HOW TO COMPLETE THIS TASK
Restate word for word the lines of the material below, from the line with "use clap::Parser;" to the line with "let cli = Cli::parse();", both lines included, and no others.

....................

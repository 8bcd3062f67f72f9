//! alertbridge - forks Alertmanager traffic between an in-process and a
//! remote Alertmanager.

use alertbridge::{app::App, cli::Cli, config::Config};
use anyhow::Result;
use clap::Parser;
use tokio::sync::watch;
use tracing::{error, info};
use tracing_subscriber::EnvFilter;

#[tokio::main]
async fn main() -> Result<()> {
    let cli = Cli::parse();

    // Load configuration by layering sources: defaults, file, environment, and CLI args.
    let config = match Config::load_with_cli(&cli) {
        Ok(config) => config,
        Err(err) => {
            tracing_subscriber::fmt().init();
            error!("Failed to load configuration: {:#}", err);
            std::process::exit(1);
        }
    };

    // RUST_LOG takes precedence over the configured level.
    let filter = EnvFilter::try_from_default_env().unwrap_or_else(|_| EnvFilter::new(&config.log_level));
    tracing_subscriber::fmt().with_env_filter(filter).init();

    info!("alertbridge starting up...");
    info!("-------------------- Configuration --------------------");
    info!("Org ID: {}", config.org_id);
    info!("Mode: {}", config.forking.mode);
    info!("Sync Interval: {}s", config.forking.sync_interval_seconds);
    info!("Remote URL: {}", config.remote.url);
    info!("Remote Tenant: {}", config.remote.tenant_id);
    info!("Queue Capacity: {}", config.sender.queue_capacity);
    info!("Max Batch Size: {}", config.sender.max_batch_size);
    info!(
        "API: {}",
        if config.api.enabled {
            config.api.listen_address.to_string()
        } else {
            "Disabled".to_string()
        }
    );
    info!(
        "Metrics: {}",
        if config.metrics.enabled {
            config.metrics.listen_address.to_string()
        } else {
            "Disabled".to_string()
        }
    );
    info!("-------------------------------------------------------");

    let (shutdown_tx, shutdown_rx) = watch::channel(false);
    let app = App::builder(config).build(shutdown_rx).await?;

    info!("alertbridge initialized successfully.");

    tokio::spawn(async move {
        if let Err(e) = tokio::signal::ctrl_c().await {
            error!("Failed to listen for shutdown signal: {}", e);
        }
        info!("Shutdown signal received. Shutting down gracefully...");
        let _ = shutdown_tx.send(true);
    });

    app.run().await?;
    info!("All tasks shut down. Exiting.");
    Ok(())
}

....................

THE COMPLETED TASK
use clap::Parser;
use tokio::sync::watch;
use tracing::{error, info};
use tracing_subscriber::EnvFilter;

#[tokio::main]
async fn main() -> Result<()> {
    let cli = Cli::parse();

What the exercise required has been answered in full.